Wo heutige Beobachter möglicherweise nichts als sinnloses Blutvergießen sehen, erkannten die meisten Schlachtenlenker noch Edelmut und Heldentum."
Weshalb aber, so fragt er, akzeptierte Großbritannien dann einen autoritären Bundesgenossen wie das zaristische Russland?
Und weshalb wütete Deutschland, dass sich doch - mit dem damals noch kriegsbegeisterten Thomas Mann gesprochen - als Speerspitze der Kultur sah, derart grausam gegen belgische Zivilisten und setzte später an der Front Giftgas ein? Und weshalb hatte das vermeintlich so zivilisierte britische Königreich zu Beginn des 20. Jahrhunderts im südafrikanischen Burenkrieg concentration camps geschaffen?
In der Angst vor dem Anarchismus geeint
Zuvor hatte amerikanische Historiker ja bereits über die belgischen Kongo-Gräuel oder die Geschichte der Sklaverei-Gegner geschrieben. Und so zerpflückt er in der Antwort auf seine vielen Fragen auch so manches Klischee.
Es sei beispielsweise historisch ungenau, von einem "verordneten Krieg der Armen gegen die Armen" zu sprechen, während sich die europäische Oberschicht angeblich zurück gelehnt hätte. In Wirklichkeit zahlte auch der britische Adel einen überproportionalen Blutzoll, verlor selbst der kaiserliche General Ludendorff zwei Stiefsöhne.
Geopfert wurden Gemeinsamkeiten, die Europa zuvor verbunden hatten: Die Monarchen waren miteinander verwandt, den deutschen Kaiser und den russischen Zar einte die Furcht vor anarchistischen Terroristen. Und das galt auf andere Weise auch für die internationale Arbeiterbewegung, die Hochschild in den Mittelpunkt seiner Analyse stellt - jenseits der Kabinettspolitik und ihrer Ränke. Man kann ihm deshalb gar nicht dankbar genug sein, beinahe vergessene Geschichte wieder zum Leuchten gebracht zu haben.

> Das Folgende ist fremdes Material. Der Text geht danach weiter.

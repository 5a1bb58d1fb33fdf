//! Environment-driven service configuration
//!
//! All knobs arrive through the platform environment: the binding document
//! in `VCAP_SERVICES` (read per request, not here), the offering to extract
//! in `SERVICE_OFFERING_NAME`, the authority base in `CREDHUB_API`, the
//! backend selection in `AUTHORITY_MODE`, and the listen port in `PORT`.

use std::fmt;

/// Offering extracted when `SERVICE_OFFERING_NAME` is not set.
pub const DEFAULT_OFFERING: &str = "credhub-read";

const DEFAULT_PORT: u16 = 8080;

/// Which authority backend to construct.
#[derive(Debug, Clone, Copy, PartialEq, Eq)]
pub enum AuthorityMode {
    Http,
    Local,
}

impl AuthorityMode {
    pub fn as_str(&self) -> &'static str {
        match self {
            AuthorityMode::Http => "http",
            AuthorityMode::Local => "local",
        }
    }
}

impl fmt::Display for AuthorityMode {
    fn fmt(&self, f: &mut fmt::Formatter<'_>) -> fmt::Result {
        f.write_str(self.as_str())
    }
}

#[derive(Debug, Clone)]
pub struct AppConfig {
    /// Socket address the server binds, `0.0.0.0:{PORT}`
    pub listen: String,
    /// Service offering whose first instance is extracted
    pub offering: String,
    /// Authority backend selection
    pub authority_mode: AuthorityMode,
    /// Interpolation-authority base URL (http mode)
    pub credhub_api: Option<String>,
}

impl AppConfig {
    pub fn from_env() -> Self {
        Self::from_lookup(|key| std::env::var(key).ok())
    }

    fn from_lookup(lookup: impl Fn(&str) -> Option<String>) -> Self {
        let offering = lookup("SERVICE_OFFERING_NAME")
            .filter(|v| !v.is_empty())
            .unwrap_or_else(|| DEFAULT_OFFERING.to_string());

        let credhub_api = lookup("CREDHUB_API").filter(|v| !v.is_empty());

        let authority_mode = match lookup("AUTHORITY_MODE").as_deref() {
            Some(v) if v.eq_ignore_ascii_case("http") => AuthorityMode::Http,
            Some(v) if v.eq_ignore_ascii_case("local") => AuthorityMode::Local,
            Some(v) => {
                tracing::warn!(mode = %v, "unknown AUTHORITY_MODE, falling back to default");
                Self::default_mode(credhub_api.is_some())
            }
            None => Self::default_mode(credhub_api.is_some()),
        };

        let port = lookup("PORT")
            .and_then(|v| v.parse::<u16>().ok())
            .unwrap_or(DEFAULT_PORT);

        Self {
            listen: format!("0.0.0.0:{port}"),
            offering,
            authority_mode,
            credhub_api,
        }
    }

    /// HTTP when an authority address is configured, local otherwise.
    fn default_mode(has_authority_base: bool) -> AuthorityMode {
        if has_authority_base {
            AuthorityMode::Http
        } else {
            AuthorityMode::Local
        }
    }
}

"Gewöhnlich wird ein Krieg als ein Duell zweier Seiten beschrieben. Ich habe stattdessen versucht, ihn durch die Kämpfe innerhalb eines Staates zu begreifen. Teilweise ist dieses Buch die Geschichte der Verweigerer...
Als etwa die Kosaken des Zaren demonstrierende Arbeiter in Sankt Petersburg niederschossen, brachten britische Gewerkschafter auf einer Versammlung in Liverpool umgehend 1000 Pfund für die Familien der russischen Genossen auf.
Später sprach sich eine Handvoll deutscher Parlamentarier gegen die Kriegsanleihen aus, kamen Rosa Luxemburg und Karl Liebknecht ins Gefängnis – genauso wie der amerikanische Sozialistenführer Eugene Debs.
Doch vor allem in Großbritannien – mehr als in anderen Ländern – gab es eine große Anzahl von unerschrockenen Kriegsdienstverweigerern, die einen hohen Preis für ihre Überzeugungen zahlten."
In Handschellen auf den Kontinent gebracht
Adam Hochschild: Der Große Krieg. Der Untergang des Alten Europa im Ersten Weltkrieg Aus dem Amerikanischen von Hainer Kober Verlag Klett-Cotta Stuttgart, 23.08.2013 525 Seiten, 26,95 Euro, auch als ebook
Cover: Adam Hochschild: Der Große Krieg.© Verlag Klett-Cotta
Manche von ihnen wurden sogar in Handschellen auf den europäischen Kontinent gebracht: Weigerten sie sich, in die schlamm- und kotüberfüllten Schützengräben zu steigen und auf den Feind zu schießen, wurden sie standrechtlich exekutiert - ein Blatt weißes Papier über dem Herzen als Zielscheibe.
Adam Hochschild gelingt zweierlei: Er zeichnet in souveränen Linien den Schlachtenverlauf von 1914 bis 1918 und konfrontiert den Leser mit individuellen Schicksalen.
Wusste man bereits von der Kriegsbegeisterung des "Dschungelbuch"-Autors Rudyard Kipling und vom mutigen Antikriegs-Engagement des Philosophen Bertrand Russell, so erfährt man jetzt auch Wissenswertens über die Frauenrechtlerinnen der Pankhurst-Familie oder den tapferen Internationalisten James Keir Hardie. Und wir lernen den wahrhaft visionären Menschenrechtler Edmund Morel kennen:
"1916, drei Jahre vor den Versailler Verträgen, die praktisch für den späteren Aufstieg des Nationalsozialismus sorgten, begriff er schon, dass das gefährlichste Ergebnis des Konfliktes der totale Sieg der einen Seite wäre – ein Sieg, der in allgemeiner Erschöpfung endet und in einen verdrossenen Frieden führt."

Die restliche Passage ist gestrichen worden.